Reputation: 4793
Consider the following code parts:
this is Timing.h:
class Timing {
public:
//creates a single instance of timing. A sinlgeton design pattern
Timing *CreateInstance();
private:
/** private constructor and a static instance of Timing for a singleton pattern. */
Timing();
static Timing *_singleInstance;
};
extern Timing timing;
and this is Timing.cpp:
Timing timing; //a global variable of Timing
Timing *Timing::CreateInstance() {
if (!_singleInstance) {
_singleInstance = new Timing();
}
return _singleInstance;
}
Now, since I want to hold one object of Timing i made as a singleton pattern (only one timing can be created). In my exercise requirements, they say I can choose between 2 option:
create one instance of timing in the main() which is in another file and each time pass a reference of this instance to the rest of the methods in the program, or I can create a global Timing timing and state in .h file extern Timing timing. I chose the second option. However, i have some difficulties to connect between the global variable and my singleton pattern.
how to i create the instance of timing in the Timing.cpp file?
i tried Timing timing = CreateInstance(), however this doesn't work..
i can't create the instance in the main() because then i will be implementing the first option..
do i need to write in main timing.CreateInstance() ?
i hope i explained my self clearly.
thanks for your help
Upvotes: 2
Views: 1689
Reputation: 60341
You don't need to create the instance.
Change the name of CreateInstance() to GetInstance().
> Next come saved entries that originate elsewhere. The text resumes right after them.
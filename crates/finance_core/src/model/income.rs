//! Income record.
//!
//! # Invariants
//! - `amount`, `income_source` and `account` are required by the store.
//! - `date` is stamped by the repository on every write.

use crate::model::account::Account;
use crate::model::classification::IncomeSource;
use crate::model::RecordId;
use chrono::NaiveDate;
use serde::{Deserialize, Serialize};

/// Money entering an account from an [`IncomeSource`].
#[derive(Debug, Clone, Default, PartialEq, Serialize, Deserialize)]
pub struct Income {
    pub id: Option<RecordId>,
    pub amount: Option<f64>,
    pub date: Option<NaiveDate>,
    pub income_source: Option<IncomeSource>,
    pub account: Option<Account>,
}

impl Income {
    pub fn builder() -> IncomeBuilder {
        IncomeBuilder::default()
    }
}

#[derive(Debug, Clone, Default)]
pub struct IncomeBuilder {
    inner: Income,
}

impl IncomeBuilder {
    pub fn id(mut self, id: RecordId) -> Self {
        self.inner.id = Some(id);
        self
    }

    pub fn amount(mut self, amount: f64) -> Self {
        self.inner.amount = Some(amount);
        self
    }

    pub fn date(mut self, date: NaiveDate) -> Self {
        self.inner.date = Some(date);
        self
    }

    pub fn income_source(mut self, source: IncomeSource) -> Self {
        self.inner.income_source = Some(source);
        self
    }

    pub fn account(mut self, account: Account) -> Self {
        self.inner.account = Some(account);
        self
    }

    pub fn build(self) -> Income {
        self.inner
    }
}
//! Account record.

use crate::model::RecordId;
use serde::{Deserialize, Serialize};

/// A named money-holding record (bank account, card, cash box).
#[derive(Debug, Clone, Default, PartialEq, Serialize, Deserialize)]
pub struct Account {
    pub id: Option<RecordId>,
    /// Required; stored in a NOT NULL column.
    pub name: Option<String>,
    pub bank: Option<String>,
    /// Informational only, never recomputed from transactions.
    pub balance: Option<f64>,
    pub is_active: Option<bool>,
}

impl Account {
    pub fn builder() -> AccountBuilder {
        AccountBuilder::default()
    }
}

/// Chainable constructor for [`Account`].
#[derive(Debug, Clone, Default)]
pub struct AccountBuilder {
    inner: Account,
}

impl AccountBuilder {
    pub fn id(mut self, id: RecordId) -> Self {
        self.inner.id = Some(id);
        self
    }

    pub fn name(mut self, name: impl Into<String>) -> Self {
        self.inner.name = Some(name.into());
        self
    }

    pub fn bank(mut self, bank: impl Into<String>) -> Self {
        self.inner.bank = Some(bank.into());
        self
    }

    pub fn balance(mut self, balance: f64) -> Self {
        self.inner.balance = Some(balance);
        self
    }

    pub fn is_active(mut self, is_active: bool) -> Self {
        self.inner.is_active = Some(is_active);
        self
    }

    pub fn build(self) -> Account {
        self.inner
    }
}
use std::f64::consts::TAU;

use crate::config::AnimationConfig;
use crate::error::Result;

/// Animation timeline: `frames_per_cycle × periods` frames, one phase per
/// frame. The phase wraps modulo 2π at each period boundary while the
/// absolute frame index keeps advancing, so a multi-period animation keeps
/// extending the trace.
#[derive(Clone, Debug, PartialEq)]
pub struct Timeline {
    phases: Vec<f64>,
    fps: u32,
    frames_per_cycle: usize,
    periods: usize,
}

impl Timeline {
    pub fn new(config: &AnimationConfig) -> Result<Self> {
        config.validate()?;
        let dt = TAU / config.frames_per_cycle as f64;
        let cycle: Vec<f64> = (0..config.frames_per_cycle)
            .map(|j| j as f64 * dt)
            .collect();

        let mut phases = Vec::with_capacity(config.frames_per_cycle * config.periods);
        for _ in 0..config.periods {
            phases.extend_from_slice(&cycle);
        }

        Ok(Self {
            phases,
            fps: config.fps,
            frames_per_cycle: config.frames_per_cycle,
            periods: config.periods,
        })
    }

    /// Total frame count across all periods.
    pub fn frame_count(&self) -> usize {
        self.phases.len()
    }

    /// Wrapped phase in [0, 2π) for the given absolute frame index.
    pub fn phase(&self, frame: usize) -> f64 {
        self.phases[frame]
    }

    /// All per-frame phases, in frame order.
    pub fn phases(&self) -> &[f64] {
        &self.phases
    }

    pub fn frames_per_cycle(&self) -> usize {
        self.frames_per_cycle
    }

    pub fn periods(&self) -> usize {
        self.periods
    }

    /// Wall-clock duration of the whole animation at the configured fps.
    pub fn duration_seconds(&self) -> f64 {
        self.frame_count() as f64 / self.fps as f64
    }

    /// Delay between frames in milliseconds.
    pub fn frame_interval_ms(&self) -> f64 {
        1000.0 / self.fps as f64
    }
}
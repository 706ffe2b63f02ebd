use std::fmt;

/// Errors raised by the decomposition pipeline. All are detected before
/// any numeric work starts; the numeric stages themselves are total.
#[derive(Debug, Clone, PartialEq, Eq)]
pub enum EpicycleError {
    /// x and y sample vectors differ in length.
    ShapeMismatch { x_len: usize, y_len: usize },
    /// A closed path needs at least two points.
    TooFewPoints { points: usize },
    /// NaN or infinite coordinate in the input path.
    NonFinitePoint { index: usize },
    /// A configuration field that must be positive is zero.
    DegenerateConfig { field: &'static str },
    /// Requested mode count outside [1, available]. Rejected, never clamped.
    ModeCountOutOfRange { requested: usize, available: usize },
}

impl fmt::Display for EpicycleError {
    fn fmt(&self, f: &mut fmt::Formatter<'_>) -> fmt::Result {
        match self {
            EpicycleError::ShapeMismatch { x_len, y_len } => {
                write!(f, "path shape mismatch: {x_len} x values vs {y_len} y values")
            }
            EpicycleError::TooFewPoints { points } => {
                write!(f, "path needs at least 2 points, got {points}")
            }
            EpicycleError::NonFinitePoint { index } => {
                write!(f, "non-finite coordinate at path index {index}")
            }
            EpicycleError::DegenerateConfig { field } => {
                write!(f, "degenerate configuration: {field} must be positive")
            }
            EpicycleError::ModeCountOutOfRange { requested, available } => {
                write!(
                    f,
                    "mode count {requested} out of range: must be in [1, {available}]"
                )
            }
        }
    }
}

impl std::error::Error for EpicycleError {}

pub type Result<T> = std::result::Result<T, EpicycleError>;
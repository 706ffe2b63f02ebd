//! Frame renderer for epi-core decompositions.
//!
//! Consumes the per-frame cumulative coordinates and radii produced by the
//! core pipeline and writes them out: SVG frame sequences for direct
//! viewing, JSON Lines for external animation loops. No algorithmic
//! content — everything geometric is decided upstream.

pub mod error;
pub mod frames;
pub mod svg;

pub use error::{RenderError, Result};
pub use frames::write_jsonl;
pub use svg::{SvgStyle, frame_svg, write_frames};
//! Epicycle decomposition engine.
//!
//! Reconstructs an arbitrary closed 2D curve as a sum of rotating vectors:
//! the path is resampled to a fixed frame count, transformed with a direct
//! DFT, the modes are reordered largest-circle-first, and the inverse
//! relationship is evaluated per mode and per frame into cumulative
//! positions for nested circles, connecting segments, and the traced curve.
//!
//! Zero I/O — pure math engine with no opinions about rendering or output.

pub mod config;
pub mod constants;
pub mod error;
pub mod ordering;
pub mod pipeline;
pub mod sampler;
pub mod shapes;
pub mod spectrum;
pub mod synth;
pub mod timeline;

pub use config::AnimationConfig;
pub use constants::{
    DEFAULT_FPS, DEFAULT_FRAMES_PER_CYCLE, DEFAULT_PERIODS, RECONSTRUCTION_TOLERANCE,
};
pub use error::{EpicycleError, Result};
pub use ordering::{OrderedModes, order_modes};
pub use pipeline::{Epicycles, NumericWarning, decompose};
pub use sampler::resample_path;
pub use spectrum::{dft, inverse_dft, reconstruction_error};
pub use synth::{Circle, Frame, FrameSeries, Segment, synthesize};
pub use timeline::Timeline;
Then, when you want to access your timing object, call GetInstance. The singleton will be created the first time you access it.
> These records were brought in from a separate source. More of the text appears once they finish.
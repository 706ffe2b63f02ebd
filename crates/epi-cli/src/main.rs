use std::fs;
use std::io::BufWriter;
use std::path::{Path, PathBuf};

use anyhow::{Context, Result, bail};
use clap::{Args, Parser, Subcommand, ValueEnum};
use epi_core::{AnimationConfig, Epicycles, decompose, shapes};
use epi_render::{SvgStyle, write_frames, write_jsonl};

#[derive(Parser)]
#[command(name = "epi", about = "Fourier epicycle decomposition of closed 2D paths")]
struct Cli {
    /// Load animation parameters from a TOML file
    #[arg(long, global = true)]
    config: Option<PathBuf>,

    /// Enable verbose debug output
    #[arg(long, global = true)]
    verbose: bool,

    #[command(subcommand)]
    command: Commands,
}

#[derive(Subcommand)]
enum Commands {
    /// Print the ordered mode table for a path
    Spectrum {
        #[command(flatten)]
        path: PathArgs,

        #[command(flatten)]
        overrides: ConfigOverrides,
    },

    /// Export per-frame geometry as JSON Lines
    Frames {
        #[command(flatten)]
        path: PathArgs,

        #[command(flatten)]
        overrides: ConfigOverrides,

        /// Output file (one JSON frame per line)
        #[arg(short, long)]
        output: PathBuf,
    },

    /// Write the animation as a numbered SVG frame sequence
    Render {
        #[command(flatten)]
        path: PathArgs,

        #[command(flatten)]
        overrides: ConfigOverrides,

        /// Output directory for frame_NNNNN.svg files
        #[arg(short, long)]
        out_dir: PathBuf,
    },
}

/// Where the input path comes from.
#[derive(Args)]
struct PathArgs {
    /// Built-in demo path
    #[arg(long, value_enum, default_value = "heart")]
    shape: Shape,

    /// JSON file with [[x, y], ...] points, overriding --shape
    #[arg(long)]
    input: Option<PathBuf>,
}

#[derive(Clone, Copy, ValueEnum)]
enum Shape {
    Heart,
    Square,
    Circle,
}

/// Flag-level overrides applied on top of defaults or --config.
#[derive(Args)]
struct ConfigOverrides {
    /// Playback frame rate
    #[arg(long)]
    fps: Option<u32>,

    /// Frames per period (also the DFT length)
    #[arg(long)]
    frames_per_cycle: Option<usize>,

    /// Number of periods to animate
    #[arg(long)]
    periods: Option<usize>,

    /// Number of modes to animate (default: all)
    #[arg(long)]
    modes: Option<usize>,
}

fn init_tracing(verbose: bool) {
    use tracing_subscriber::EnvFilter;

    let filter = if verbose {
        EnvFilter::new("debug")
    } else {
        EnvFilter::from_default_env().add_directive(tracing::Level::WARN.into())
    };

    tracing_subscriber::fmt()
        .with_env_filter(filter)
        .with_writer(std::io::stderr)
        .with_ansi(false)
        .init();
}

fn main() -> Result<()> {
    let cli = Cli::parse();
    init_tracing(cli.verbose);

    match &cli.command {
        Commands::Spectrum { path, overrides } => cmd_spectrum(&cli, path, overrides),
        Commands::Frames {
            path,
            overrides,
            output,
        } => cmd_frames(&cli, path, overrides, output),
        Commands::Render {
            path,
            overrides,
            out_dir,
        } => cmd_render(&cli, path, overrides, out_dir),
    }
}

fn load_config(cli: &Cli, overrides: &ConfigOverrides) -> Result<AnimationConfig> {
    let mut config = match &cli.config {
        Some(path) => {
            let text = fs::read_to_string(path)
                .with_context(|| format!("failed to read config file {}", path.display()))?;
            toml::from_str(&text)
                .with_context(|| format!("failed to parse config file {}", path.display()))?
        }
        None => AnimationConfig::default(),
    };

    if let Some(fps) = overrides.fps {
        config.fps = fps;
    }
    if let Some(fpc) = overrides.frames_per_cycle {
        config.frames_per_cycle = fpc;
    }
    if let Some(periods) = overrides.periods {
        config.periods = periods;
    }
    if let Some(modes) = overrides.modes {
        config.modes = Some(modes);
    }

    config.validate()?;
    Ok(config)
}

fn load_path(args: &PathArgs) -> Result<(Vec<f64>, Vec<f64>)> {
    if let Some(input) = &args.input {
        let text = fs::read_to_string(input)
            .with_context(|| format!("failed to read path file {}", input.display()))?;
        let points: Vec<[f64; 2]> = serde_json::from_str(&text)
            .with_context(|| format!("failed to parse points in {}", input.display()))?;
        if points.len() < 2 {
            bail!("path file {} has fewer than 2 points", input.display());
        }
        return Ok(points.iter().map(|p| (p[0], p[1])).unzip());
    }

    Ok(match args.shape {
        Shape::Heart => shapes::heart(100),
        Shape::Square => shapes::square(10.0),
        Shape::Circle => shapes::circle(10.0, 100),
    })
}

fn run_pipeline(cli: &Cli, path: &PathArgs, overrides: &ConfigOverrides) -> Result<Epicycles> {
    let config = load_config(cli, overrides)?;
    let (x, y) = load_path(path)?;
    let result = decompose(&x, &y, &config).context("decomposition failed")?;
    for warning in &result.warnings {
        tracing::warn!("{warning}");
    }
    Ok(result)
}

fn cmd_spectrum(cli: &Cli, path: &PathArgs, overrides: &ConfigOverrides) -> Result<()> {
    let result = run_pipeline(cli, path, overrides)?;

    println!("{:>8}  {:>8}  {:>14}  {:>10}", "position", "mode", "radius", "phase");
    for (m, coefficient) in result.modes.coefficients.iter().enumerate() {
        println!(
            "{:>8}  {:>8}  {:>14.6e}  {:>10.4}",
            m,
            result.modes.original_indices[m],
            result.modes.radii[m],
            coefficient.arg(),
        );
    }
    println!(
        "\n{} modes kept of {} coefficients, {} frames over {} periods ({:.2}s)",
        result.modes.len(),
        result.coefficients.len(),
        result.timeline.frame_count(),
        result.timeline.periods(),
        result.timeline.duration_seconds(),
    );
    Ok(())
}

fn cmd_frames(
    cli: &Cli,
    path: &PathArgs,
    overrides: &ConfigOverrides,
    output: &Path,
) -> Result<()> {
    let result = run_pipeline(cli, path, overrides)?;

    let file = fs::File::create(output)
        .with_context(|| format!("failed to create {}", output.display()))?;
    let written = write_jsonl(BufWriter::new(file), &result.series)
        .context("failed to serialize frames")?;

    println!("wrote {written} frames to {}", output.display());
    Ok(())
}

fn cmd_render(
    cli: &Cli,
    path: &PathArgs,
    overrides: &ConfigOverrides,
    out_dir: &Path,
) -> Result<()> {
    let result = run_pipeline(cli, path, overrides)?;

    let written = write_frames(out_dir, &result.series, &SvgStyle::default())
        .context("failed to render SVG frames")?;

    println!(
        "wrote {written} SVG frames to {} ({:.1} ms/frame for playback)",
        out_dir.display(),
        result.timeline.frame_interval_ms(),
    );
    Ok(())
}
You won't be implementing the first option if you do this because you won't keep hold of the return value from GetInstance in a variable. You'll just use it straight away.
Don't do first option and keep hold of t:
Timing* t = Timing::GetInstance();
t->DoSomething();
Do the following when you want to use your singleton.
Timing::GetInstance()->DoSomething();
(That's the basic guts of the answer anyway - technically, you can hold on to t for a while, and as long as you don't keep passing it as parameters into every function that want it, you're doing option 2)
That'll be sufficient for the task you're doing.
In production code, life times of singleton often need better control. To do that, I'd recommend having three functions:
Timing::CreateInstance()
Timing::GetInstance()
Timing::DestroyInstance()
Call Create and Destroy from the start and end of your main function. But, BE AWARE, you need to be careful that no code (even that in destructors) will access GetInstance() after you have called DestroyInstance(). I'd recommend you at least put an assert in the GetInstance function to:
assert(_singleInstance != 0)
return _singleInstance;
And, in DestroyInstance do:
delete _singleInstance;
_singleInstance = 0;
Upvotes: 2
Reputation: 32831
CreateInstance should be static, and you would do something like:
Timing *timing = Timing::CreateInstance();
When you need the single instance, and you would not need the timing global variable (only the static variable _singleInstance).
Oh, and as pointed out by Scott Langham, GetInstance would be a better name than CreateInstance.